*What the task requires*. Please copy the leading lines of the entries below exactly, concluding with the line in which "pub const LAST_ARG: &str" occurs.

Data records

//! Shell-script stand-ins for the FFmpeg tools.

use std::os::unix::fs::PermissionsExt;
use std::path::{Path, PathBuf};

/// Write an executable `/bin/sh` script named `name` into `dir`.
pub fn fake_binary(dir: &Path, name: &str, body: &str) -> PathBuf {
    let path = dir.join(name);
    std::fs::write(&path, format!("#!/bin/sh\n{}\n", body)).unwrap();
    std::fs::set_permissions(&path, std::fs::Permissions::from_mode(0o755)).unwrap();
    path
}

/// Shell snippet that sets `$out` to the last argument (the FFmpeg output).
pub const LAST_ARG: &str = r#"for out in "$@"; do :; done"#;
//! Host Collaborators
//!
//! Everything the pipeline needs from the editor it runs inside: the file
//! list and file contents, the active document, a highlighting engine and a
//! clipboard. The traits are object safe so a host can hand in
//! `Arc<dyn ...>` implementations.

pub mod fs;
pub mod memory;

use std::sync::Arc;

use anyhow::Result;

use crate::dom::{Document, NodeKind};

pub use fs::FsVault;
pub use memory::{MemoryClipboard, MemoryVault, RecordingWorkspace};

/// A file known to the vault
#[derive(Debug, Clone, PartialEq, Eq, Hash)]
pub struct FileRef {
    /// Vault-relative, `/`-separated
    pub path: String,
    /// Text after the last dot of the file name, without the dot
    pub extension: String,
}

impl FileRef {
    pub fn new(path: impl Into<String>) -> Self {
        let path = path.into();
        let extension = path
            .rsplit('/')
            .next()
            .and_then(|name| name.rsplit_once('.'))
            .map(|(_, ext)| ext.to_string())
            .unwrap_or_default();
        Self { path, extension }
    }

    /// Directory containing the file; empty at the vault root
    pub fn parent(&self) -> &str {
        self.path.rsplit_once('/').map(|(dir, _)| dir).unwrap_or("")
    }
}

/// Read-only view of the files the host knows about
#[async_trait::async_trait]
pub trait Vault: Send + Sync {
    fn list_files(&self) -> Vec<FileRef>;

    async fn read(&self, file: &FileRef) -> Result<String>;
}

/// A rendered markdown view that can be asked to render again
pub trait MarkdownView: Send + Sync {
    fn rerender(&self);
}

/// Active-document context
#[async_trait::async_trait]
pub trait Workspace: Send + Sync {
    fn active_file(&self) -> Option<FileRef>;

    /// Open `file` in the main view
    async fn open_file(&self, file: &FileRef);

    fn markdown_views(&self) -> Vec<Arc<dyn MarkdownView>>;
}

/// System clipboard
#[async_trait::async_trait]
pub trait Clipboard: Send + Sync {
    async fn write_text(&self, text: &str) -> Result<()>;
}

/// Syntax highlighting engine
pub trait Highlighter: Send + Sync {
    /// Highlighted HTML for `text`. Only called for grammars the registry knows.
    fn highlight(&self, text: &str, grammar: &str) -> String;

    fn has_grammar(&self, grammar: &str) -> bool;

    /// Highlight every `code.language-*` element of the document whose
    /// content is still plain text. Already highlighted code is left alone.
    fn highlight_all(&self, doc: &mut Document) {
        let root = doc.root();
        for id in doc.descendants(root) {
            let grammar = match doc.kind(id) {
                NodeKind::Element(el) if el.tag == "code" => match el.language() {
                    Some(grammar) => grammar.to_string(),
                    None => continue,
                },
                _ => continue,
            };
            if !self.has_grammar(&grammar) {
                continue;
            }
            let Some(text) = doc.plain_text(id) else {
                continue;
            };
            if text.is_empty() {
                continue;
            }
            let markup = self.highlight(&text, &grammar);
            doc.set_markup(id, markup);
        }
    }
}

#[cfg(test)]
mod tests {
    use super::*;

    struct Brackets;

    impl Highlighter for Brackets {
        fn highlight(&self, text: &str, grammar: &str) -> String {
            format!("[{grammar}:{text}]")
        }

        fn has_grammar(&self, grammar: &str) -> bool {
            grammar == "python"
        }
    }

    #[test]
    fn test_file_ref_parts() {
        let file = FileRef::new("notes/sub/target.py");
        assert_eq!(file.extension, "py");
        assert_eq!(file.parent(), "notes/sub");

        let root_file = FileRef::new("README");
        assert_eq!(root_file.extension, "");
        assert_eq!(root_file.parent(), "");

        let dotted_dir = FileRef::new("v1.2/Makefile");
        assert_eq!(dotted_dir.extension, "");
    }

    #[test]
    fn test_highlight_all_skips_highlighted_and_unknown() {
        let mut doc = Document::new();
        let root = doc.root();

        let plain = doc.create_element("code");
        doc.element_mut(plain).unwrap().add_class("language-python");
        doc.set_text(plain, "x = 1");

        let done = doc.create_element("code");
        doc.element_mut(done).unwrap().add_class("language-python");
        doc.set_markup(done, "<span>y</span>");

        let unknown = doc.create_element("code");
        doc.element_mut(unknown).unwrap().add_class("language-glsl");
        doc.set_text(unknown, "void main() {}");

        for id in [plain, done, unknown] {
            doc.append_child(root, id);
        }

        Brackets.highlight_all(&mut doc);

        assert_eq!(doc.inner_html(plain), "[python:x = 1]");
        assert_eq!(doc.inner_html(done), "<span>y</span>");
        assert_eq!(doc.inner_html(unknown), "void main() {}");
    }
}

*Expected answer*.
//! Shell-script stand-ins for the FFmpeg tools.

use std::os::unix::fs::PermissionsExt;
use std::path::{Path, PathBuf};

/// Write an executable `/bin/sh` script named `name` into `dir`.
pub fn fake_binary(dir: &Path, name: &str, body: &str) -> PathBuf {
    let path = dir.join(name);
    std::fs::write(&path, format!("#!/bin/sh\n{}\n", body)).unwrap();
    std::fs::set_permissions(&path, std::fs::Permissions::from_mode(0o755)).unwrap();
    path
}

/// Shell snippet that sets `$out` to the last argument (the FFmpeg output).
pub const LAST_ARG: &str = r#"for out in "$@"; do :; done"#;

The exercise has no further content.